**REQUIREMENT:** How many lines in the entries below contain the word "Bare"? Answer with the number and nothing else.

**Stored items:**
┌──

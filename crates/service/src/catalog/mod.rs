//! Read-only portfolio catalog: the query pipeline, its repositories and
//! the wire views handed to the HTTP layer.

pub mod domain;
pub mod query;
pub mod repository;
pub mod service;
pub mod view;

pub use domain::{ItemPage, ItemRecord, ServiceRecord};
pub use query::ItemQuery;
pub use repository::{CatalogRepository, SeaOrmCatalogRepository};
pub use service::CatalogService;
pub use view::{CategoryView, MediaUrls, PortfolioItemView, ServiceView};
#[cfg(test)]
mod tests {
    use super::*;
    use chrono::{Duration, Utc};
    use models::portfolio_item::NewPortfolioItem;
    use models::service::NewService;

    use crate::test_support::get_db;

    struct Fixture {
        repo: SeaOrmCatalogRepository,
        kitchens: category::Model,
        offices: category::Model,
        design: service::Model,
    }

    /// Kitchen Redesign (oldest), Office remodel, Bare office (newest, no service/image).
    async fn fixture() -> anyhow::Result<Fixture> {
        let db = get_db().await?;
        let kitchens = category::create(&db, "Kitchens", "", 1).await?;
        let offices = category::create(&db, "Offices", "", 0).await?;
        let _garages = category::create(&db, "Garages", "", 2).await?;
        let design = service::create(&db, NewService::new("Design", offices.id)).await?;

        let base = Utc::now() - Duration::days(10);
        portfolio_item::create_at(
            &db,
            NewPortfolioItem::new("Kitchen Redesign", kitchens.id).with_image("kitchen.jpg"),
            base.into(),
        )
        .await?;
        portfolio_item::create_at(
            &db,
            NewPortfolioItem::new("Office remodel", offices.id)
                .with_description("100% open plan")
                .with_service(design.id),
            (base + Duration::days(1)).into(),
        )
        .await?;
        portfolio_item::create_at(&db, NewPortfolioItem::new("Bare office", offices.id), (base + Duration::days(2)).into()).await?;

        Ok(Fixture { repo: SeaOrmCatalogRepository::new(db), kitchens, offices, design })
    }

    fn titles(records: &[ItemRecord]) -> Vec<&str> {
        records.iter().map(|r| r.item.title.as_str()).collect()
    }

    #[tokio::test]
    async fn unfiltered_lists_newest_first() -> anyhow::Result<()> {
        let f = fixture().await?;
        let q = ItemQuery::default();
        assert_eq!(f.repo.count_items(&q).await?, 3);
        let rows = f.repo.fetch_items(&q, 0, 20).await?;
        assert_eq!(titles(&rows), vec!["Bare office", "Office remodel", "Kitchen Redesign"]);
        Ok(())
    }

    #[tokio::test]
    async fn text_search_is_case_insensitive_over_title_and_description() -> anyhow::Result<()> {
        let f = fixture().await?;
        let q = ItemQuery::search(Some("KITCHEN"))?;
        assert_eq!(titles(&f.repo.fetch_items(&q, 0, 20).await?), vec!["Kitchen Redesign"]);

        let q = ItemQuery::search(Some("open plan"))?;
        assert_eq!(titles(&f.repo.fetch_items(&q, 0, 20).await?), vec!["Office remodel"]);
        Ok(())
    }

    #[tokio::test]
    async fn non_ascii_search_folds_like_sqlite_lower() -> anyhow::Result<()> {
        let f = fixture().await?;
        portfolio_item::create(&f.repo.db, NewPortfolioItem::new("École remodel", f.offices.id)).await?;

        let q = ItemQuery::search(Some("École"))?;
        assert_eq!(titles(&f.repo.fetch_items(&q, 0, 20).await?), vec!["École remodel"]);
        let q = ItemQuery::search(Some("ÉCOLE REMODEL"))?;
        assert_eq!(f.repo.count_items(&q).await?, 1);
        // SQLite LOWER leaves non-ASCII letters alone
        let q = ItemQuery::search(Some("école"))?;
        assert_eq!(f.repo.count_items(&q).await?, 0);
        Ok(())
    }

    #[tokio::test]
    async fn like_wildcards_are_literal() -> anyhow::Result<()> {
        let f = fixture().await?;
        let q = ItemQuery::search(Some("100%"))?;
        assert_eq!(f.repo.count_items(&q).await?, 1);
        let q = ItemQuery::search(Some("%"))?;
        assert_eq!(f.repo.count_items(&q).await?, 1);
        let q = ItemQuery::search(Some("_"))?;
        assert_eq!(f.repo.count_items(&q).await?, 0);
        Ok(())
    }

    #[tokio::test]
    async fn category_and_service_filters() -> anyhow::Result<()> {
        let f = fixture().await?;
        let q = ItemQuery::filter(Some("offices"), None);
        assert_eq!(titles(&f.repo.fetch_items(&q, 0, 20).await?), vec!["Bare office", "Office remodel"]);

        let q = ItemQuery::filter(Some("OFFICES"), Some("design"));
        let rows = f.repo.fetch_items(&q, 0, 20).await?;
        assert_eq!(titles(&rows), vec!["Office remodel"]);
        let service = rows[0].service.as_ref().expect("service attached");
        assert_eq!(service.service.id, f.design.id);
        assert_eq!(service.category.id, f.offices.id);

        let q = ItemQuery::filter(Some("office"), None);
        assert_eq!(f.repo.count_items(&q).await?, 0);
        let q = ItemQuery::filter(Some("Garages"), None);
        assert_eq!(f.repo.count_items(&q).await?, 0);
        Ok(())
    }

    #[tokio::test]
    async fn in_category_and_paging() -> anyhow::Result<()> {
        let f = fixture().await?;
        let q = ItemQuery::in_category(f.offices.id);
        assert_eq!(f.repo.count_items(&q).await?, 2);
        let second = f.repo.fetch_items(&q, 1, 1).await?;
        assert_eq!(titles(&second), vec!["Office remodel"]);
        let beyond = f.repo.fetch_items(&q, 5, 5).await?;
        assert!(beyond.is_empty());
        Ok(())
    }

    #[tokio::test]
    async fn get_item_resolves_relations() -> anyhow::Result<()> {
        let f = fixture().await?;
        let all = f.repo.fetch_items(&ItemQuery::default(), 0, 20).await?;
        let kitchen = all.iter().find(|r| r.item.title == "Kitchen Redesign").expect("kitchen");
        let found = f.repo.get_item(kitchen.item.id).await?.expect("found");
        assert_eq!(found.category, f.kitchens);
        assert!(found.service.is_none());
        assert_eq!(found.item.image.as_deref(), Some("portfolio/kitchen.jpg"));
        assert!(f.repo.get_item(9999).await?.is_none());
        Ok(())
    }

    #[tokio::test]
    async fn category_lookup_and_listings() -> anyhow::Result<()> {
        let f = fixture().await?;
        let found = f.repo.find_category_by_name(" kitchens ").await?.expect("kitchens");
        assert_eq!(found.id, f.kitchens.id);
        assert!(f.repo.find_category_by_name("Kitch").await?.is_none());

        let names: Vec<String> = f.repo.list_categories().await?.into_iter().map(|c| c.name).collect();
        assert_eq!(names, vec!["Offices", "Kitchens", "Garages"]);

        let services = f.repo.list_services().await?;
        assert_eq!(services.len(), 1);
        assert_eq!(services[0].category.name, "Offices");
        Ok(())
    }
}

└──

**ANSWER TO THIS PROBLEM:** 4